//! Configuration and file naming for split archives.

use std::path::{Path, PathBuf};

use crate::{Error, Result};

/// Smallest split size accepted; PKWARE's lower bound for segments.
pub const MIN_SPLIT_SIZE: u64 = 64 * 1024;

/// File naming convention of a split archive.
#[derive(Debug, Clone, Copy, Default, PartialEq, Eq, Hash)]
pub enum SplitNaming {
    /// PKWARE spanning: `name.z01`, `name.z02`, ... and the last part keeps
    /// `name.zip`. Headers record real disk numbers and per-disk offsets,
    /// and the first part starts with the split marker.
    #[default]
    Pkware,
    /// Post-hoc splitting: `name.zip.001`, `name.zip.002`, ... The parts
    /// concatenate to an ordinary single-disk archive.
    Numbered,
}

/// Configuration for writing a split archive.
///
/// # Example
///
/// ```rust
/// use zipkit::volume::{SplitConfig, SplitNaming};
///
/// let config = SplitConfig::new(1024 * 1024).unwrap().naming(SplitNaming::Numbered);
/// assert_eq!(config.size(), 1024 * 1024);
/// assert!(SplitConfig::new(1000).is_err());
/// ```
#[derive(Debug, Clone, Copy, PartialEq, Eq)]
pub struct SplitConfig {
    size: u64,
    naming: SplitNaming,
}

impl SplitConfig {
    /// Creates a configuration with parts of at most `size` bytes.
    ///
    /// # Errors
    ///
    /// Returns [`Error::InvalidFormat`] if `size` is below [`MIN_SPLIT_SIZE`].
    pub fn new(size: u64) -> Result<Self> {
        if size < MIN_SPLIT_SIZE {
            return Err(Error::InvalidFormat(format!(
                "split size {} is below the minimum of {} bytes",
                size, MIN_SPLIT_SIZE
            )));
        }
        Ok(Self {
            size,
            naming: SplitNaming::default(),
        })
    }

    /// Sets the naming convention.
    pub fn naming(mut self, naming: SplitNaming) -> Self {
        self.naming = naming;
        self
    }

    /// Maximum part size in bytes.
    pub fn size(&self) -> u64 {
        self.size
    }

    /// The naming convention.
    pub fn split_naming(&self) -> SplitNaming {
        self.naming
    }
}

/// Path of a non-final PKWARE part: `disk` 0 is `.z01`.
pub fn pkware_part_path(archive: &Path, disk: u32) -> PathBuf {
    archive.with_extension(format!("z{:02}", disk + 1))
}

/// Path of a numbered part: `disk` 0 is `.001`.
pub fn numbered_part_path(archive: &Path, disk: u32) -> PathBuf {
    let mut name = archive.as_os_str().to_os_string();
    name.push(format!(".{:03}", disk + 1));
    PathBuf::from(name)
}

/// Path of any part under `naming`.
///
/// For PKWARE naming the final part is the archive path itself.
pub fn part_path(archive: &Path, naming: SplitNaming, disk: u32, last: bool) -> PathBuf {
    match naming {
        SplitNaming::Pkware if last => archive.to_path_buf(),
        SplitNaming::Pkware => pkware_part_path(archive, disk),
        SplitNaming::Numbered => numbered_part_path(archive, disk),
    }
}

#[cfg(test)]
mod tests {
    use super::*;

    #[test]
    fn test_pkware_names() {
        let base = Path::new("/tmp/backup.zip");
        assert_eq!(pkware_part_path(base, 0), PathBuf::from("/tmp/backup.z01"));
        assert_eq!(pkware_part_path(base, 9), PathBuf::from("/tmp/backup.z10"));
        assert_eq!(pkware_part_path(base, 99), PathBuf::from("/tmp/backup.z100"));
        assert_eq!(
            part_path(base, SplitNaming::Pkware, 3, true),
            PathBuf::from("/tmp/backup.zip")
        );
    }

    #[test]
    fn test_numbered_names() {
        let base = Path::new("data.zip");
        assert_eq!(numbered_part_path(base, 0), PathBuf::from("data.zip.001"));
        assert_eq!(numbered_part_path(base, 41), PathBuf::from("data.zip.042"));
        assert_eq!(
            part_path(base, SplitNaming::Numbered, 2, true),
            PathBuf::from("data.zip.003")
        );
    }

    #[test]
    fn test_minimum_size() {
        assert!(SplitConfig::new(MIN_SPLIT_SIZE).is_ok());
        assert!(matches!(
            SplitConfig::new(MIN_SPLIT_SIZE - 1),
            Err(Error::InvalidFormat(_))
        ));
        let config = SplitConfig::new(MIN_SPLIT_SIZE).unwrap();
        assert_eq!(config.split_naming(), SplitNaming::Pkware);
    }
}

...

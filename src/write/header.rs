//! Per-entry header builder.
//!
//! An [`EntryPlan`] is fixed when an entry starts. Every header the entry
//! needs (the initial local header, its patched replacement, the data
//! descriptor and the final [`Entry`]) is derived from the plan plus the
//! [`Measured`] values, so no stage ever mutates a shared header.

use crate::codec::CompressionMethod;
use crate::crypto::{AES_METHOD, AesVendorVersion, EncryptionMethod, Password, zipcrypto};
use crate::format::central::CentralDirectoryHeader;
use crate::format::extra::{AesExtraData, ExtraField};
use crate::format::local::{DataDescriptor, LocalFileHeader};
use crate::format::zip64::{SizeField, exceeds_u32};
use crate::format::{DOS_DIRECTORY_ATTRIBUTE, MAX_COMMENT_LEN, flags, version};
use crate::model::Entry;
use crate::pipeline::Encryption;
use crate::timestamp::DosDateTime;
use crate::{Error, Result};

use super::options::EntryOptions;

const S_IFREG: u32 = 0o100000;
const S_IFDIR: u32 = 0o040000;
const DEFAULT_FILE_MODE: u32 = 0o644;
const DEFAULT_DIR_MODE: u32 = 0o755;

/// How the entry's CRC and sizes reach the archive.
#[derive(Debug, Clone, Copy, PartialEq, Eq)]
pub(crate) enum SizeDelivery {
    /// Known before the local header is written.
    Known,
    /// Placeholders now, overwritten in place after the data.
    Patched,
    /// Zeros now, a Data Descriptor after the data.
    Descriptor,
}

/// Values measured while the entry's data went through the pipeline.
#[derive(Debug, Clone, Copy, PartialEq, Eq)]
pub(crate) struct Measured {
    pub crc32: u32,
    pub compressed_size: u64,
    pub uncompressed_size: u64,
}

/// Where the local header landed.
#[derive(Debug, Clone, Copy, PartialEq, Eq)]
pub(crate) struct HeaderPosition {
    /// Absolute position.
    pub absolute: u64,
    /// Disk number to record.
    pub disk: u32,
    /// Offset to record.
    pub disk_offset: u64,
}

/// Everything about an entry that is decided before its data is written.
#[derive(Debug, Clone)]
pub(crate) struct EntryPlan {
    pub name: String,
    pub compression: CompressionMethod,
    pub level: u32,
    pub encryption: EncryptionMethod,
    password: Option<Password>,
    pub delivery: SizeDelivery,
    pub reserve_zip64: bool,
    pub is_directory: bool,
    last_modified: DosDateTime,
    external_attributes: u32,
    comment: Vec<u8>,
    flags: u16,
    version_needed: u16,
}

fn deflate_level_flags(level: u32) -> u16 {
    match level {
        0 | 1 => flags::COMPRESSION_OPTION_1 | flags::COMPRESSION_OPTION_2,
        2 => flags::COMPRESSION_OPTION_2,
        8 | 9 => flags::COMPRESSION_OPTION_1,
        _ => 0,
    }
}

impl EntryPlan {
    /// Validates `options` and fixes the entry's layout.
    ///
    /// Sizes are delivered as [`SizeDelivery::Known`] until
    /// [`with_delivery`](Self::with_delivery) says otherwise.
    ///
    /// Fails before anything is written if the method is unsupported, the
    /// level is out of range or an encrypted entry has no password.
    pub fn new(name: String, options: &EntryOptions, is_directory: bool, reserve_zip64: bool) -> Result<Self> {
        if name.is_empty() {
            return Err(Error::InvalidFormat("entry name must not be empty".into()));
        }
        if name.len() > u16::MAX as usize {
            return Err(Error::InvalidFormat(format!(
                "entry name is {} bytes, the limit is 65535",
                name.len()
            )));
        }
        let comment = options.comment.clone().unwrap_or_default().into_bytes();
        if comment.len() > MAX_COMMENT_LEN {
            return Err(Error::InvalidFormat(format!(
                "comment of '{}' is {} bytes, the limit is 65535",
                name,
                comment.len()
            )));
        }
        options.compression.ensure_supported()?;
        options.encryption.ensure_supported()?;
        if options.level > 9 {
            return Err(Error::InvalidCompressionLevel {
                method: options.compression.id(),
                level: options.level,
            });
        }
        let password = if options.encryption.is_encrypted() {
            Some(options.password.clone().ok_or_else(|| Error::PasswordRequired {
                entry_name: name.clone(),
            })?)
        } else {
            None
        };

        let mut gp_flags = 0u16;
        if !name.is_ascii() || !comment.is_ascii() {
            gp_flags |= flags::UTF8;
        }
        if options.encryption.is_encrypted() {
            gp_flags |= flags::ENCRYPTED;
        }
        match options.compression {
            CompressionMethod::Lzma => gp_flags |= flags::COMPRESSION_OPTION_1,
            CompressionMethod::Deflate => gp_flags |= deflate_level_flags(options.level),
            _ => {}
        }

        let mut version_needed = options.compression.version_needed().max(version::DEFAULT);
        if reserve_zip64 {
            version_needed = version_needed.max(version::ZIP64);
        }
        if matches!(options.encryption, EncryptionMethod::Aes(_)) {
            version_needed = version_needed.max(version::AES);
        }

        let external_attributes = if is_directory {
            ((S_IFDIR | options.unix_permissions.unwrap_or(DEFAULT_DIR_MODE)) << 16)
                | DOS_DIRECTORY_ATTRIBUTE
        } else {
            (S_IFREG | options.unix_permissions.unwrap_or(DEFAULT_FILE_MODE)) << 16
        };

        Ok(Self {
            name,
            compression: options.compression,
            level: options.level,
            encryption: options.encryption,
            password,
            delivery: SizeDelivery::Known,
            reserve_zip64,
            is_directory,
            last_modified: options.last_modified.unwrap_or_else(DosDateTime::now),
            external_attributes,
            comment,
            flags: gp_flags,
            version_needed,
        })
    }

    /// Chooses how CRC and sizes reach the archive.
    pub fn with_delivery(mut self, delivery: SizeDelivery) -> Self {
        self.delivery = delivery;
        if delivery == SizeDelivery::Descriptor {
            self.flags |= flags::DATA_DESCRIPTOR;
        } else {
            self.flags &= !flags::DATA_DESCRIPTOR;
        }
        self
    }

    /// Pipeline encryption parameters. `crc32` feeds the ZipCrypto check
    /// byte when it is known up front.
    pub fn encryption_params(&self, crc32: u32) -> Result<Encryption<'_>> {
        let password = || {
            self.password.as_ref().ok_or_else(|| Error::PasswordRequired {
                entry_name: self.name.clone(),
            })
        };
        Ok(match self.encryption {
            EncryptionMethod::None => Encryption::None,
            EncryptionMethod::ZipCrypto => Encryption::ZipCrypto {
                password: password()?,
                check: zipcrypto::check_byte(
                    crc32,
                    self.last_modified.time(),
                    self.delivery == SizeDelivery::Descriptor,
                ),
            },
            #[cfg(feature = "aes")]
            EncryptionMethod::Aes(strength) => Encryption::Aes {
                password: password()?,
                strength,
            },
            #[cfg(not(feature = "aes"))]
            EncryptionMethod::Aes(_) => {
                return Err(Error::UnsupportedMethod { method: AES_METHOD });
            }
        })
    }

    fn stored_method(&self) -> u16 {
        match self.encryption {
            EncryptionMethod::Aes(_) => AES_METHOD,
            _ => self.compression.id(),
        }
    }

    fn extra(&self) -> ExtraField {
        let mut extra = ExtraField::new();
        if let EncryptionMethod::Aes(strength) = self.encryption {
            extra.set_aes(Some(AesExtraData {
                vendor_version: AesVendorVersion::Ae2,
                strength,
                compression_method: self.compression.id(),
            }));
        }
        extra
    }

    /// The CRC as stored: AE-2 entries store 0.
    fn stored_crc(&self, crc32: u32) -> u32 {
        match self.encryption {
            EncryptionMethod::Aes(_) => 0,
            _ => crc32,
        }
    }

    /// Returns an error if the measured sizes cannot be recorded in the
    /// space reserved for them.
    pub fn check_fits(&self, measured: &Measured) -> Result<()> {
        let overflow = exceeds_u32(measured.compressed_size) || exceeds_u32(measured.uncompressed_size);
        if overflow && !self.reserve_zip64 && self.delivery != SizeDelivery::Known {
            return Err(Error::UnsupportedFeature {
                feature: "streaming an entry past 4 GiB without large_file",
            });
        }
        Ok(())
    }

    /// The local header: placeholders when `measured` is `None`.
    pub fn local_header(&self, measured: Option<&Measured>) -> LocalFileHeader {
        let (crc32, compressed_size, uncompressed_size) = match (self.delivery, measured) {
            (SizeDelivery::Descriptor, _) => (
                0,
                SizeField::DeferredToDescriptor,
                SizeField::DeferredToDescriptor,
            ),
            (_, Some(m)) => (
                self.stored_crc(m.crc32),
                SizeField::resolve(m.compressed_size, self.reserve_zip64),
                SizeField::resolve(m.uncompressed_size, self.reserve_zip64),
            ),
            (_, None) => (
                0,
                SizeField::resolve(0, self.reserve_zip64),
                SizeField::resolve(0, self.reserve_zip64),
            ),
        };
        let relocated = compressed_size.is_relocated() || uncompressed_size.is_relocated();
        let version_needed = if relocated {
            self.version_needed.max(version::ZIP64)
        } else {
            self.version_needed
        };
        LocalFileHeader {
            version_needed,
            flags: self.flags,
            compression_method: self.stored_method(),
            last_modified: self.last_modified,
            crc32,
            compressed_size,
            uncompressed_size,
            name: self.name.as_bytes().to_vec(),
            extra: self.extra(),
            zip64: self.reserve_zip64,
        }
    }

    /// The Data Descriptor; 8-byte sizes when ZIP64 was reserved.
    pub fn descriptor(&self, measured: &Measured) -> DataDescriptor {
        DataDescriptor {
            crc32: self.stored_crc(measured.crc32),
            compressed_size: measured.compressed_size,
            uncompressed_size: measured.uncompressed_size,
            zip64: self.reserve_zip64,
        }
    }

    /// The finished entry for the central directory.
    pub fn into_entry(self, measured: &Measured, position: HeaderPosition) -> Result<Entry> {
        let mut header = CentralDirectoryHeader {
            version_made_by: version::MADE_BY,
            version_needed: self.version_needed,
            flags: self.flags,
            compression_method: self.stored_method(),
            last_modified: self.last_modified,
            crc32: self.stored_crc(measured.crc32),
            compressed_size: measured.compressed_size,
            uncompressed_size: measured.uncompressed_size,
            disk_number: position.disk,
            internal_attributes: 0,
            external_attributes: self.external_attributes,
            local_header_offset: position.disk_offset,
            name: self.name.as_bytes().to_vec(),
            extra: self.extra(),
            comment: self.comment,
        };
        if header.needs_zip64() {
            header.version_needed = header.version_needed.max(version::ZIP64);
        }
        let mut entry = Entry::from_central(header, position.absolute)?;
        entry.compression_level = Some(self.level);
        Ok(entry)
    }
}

• What you need to do: Please go through the entries and show every line with the word "SizeField".

• Answer box:
use crate::format::zip64::{SizeField, exceeds_u32};
                SizeField::DeferredToDescriptor,
                SizeField::DeferredToDescriptor,
                SizeField::resolve(m.compressed_size, self.reserve_zip64),
                SizeField::resolve(m.uncompressed_size, self.reserve_zip64),
                SizeField::resolve(0, self.reserve_zip64),
                SizeField::resolve(0, self.reserve_zip64),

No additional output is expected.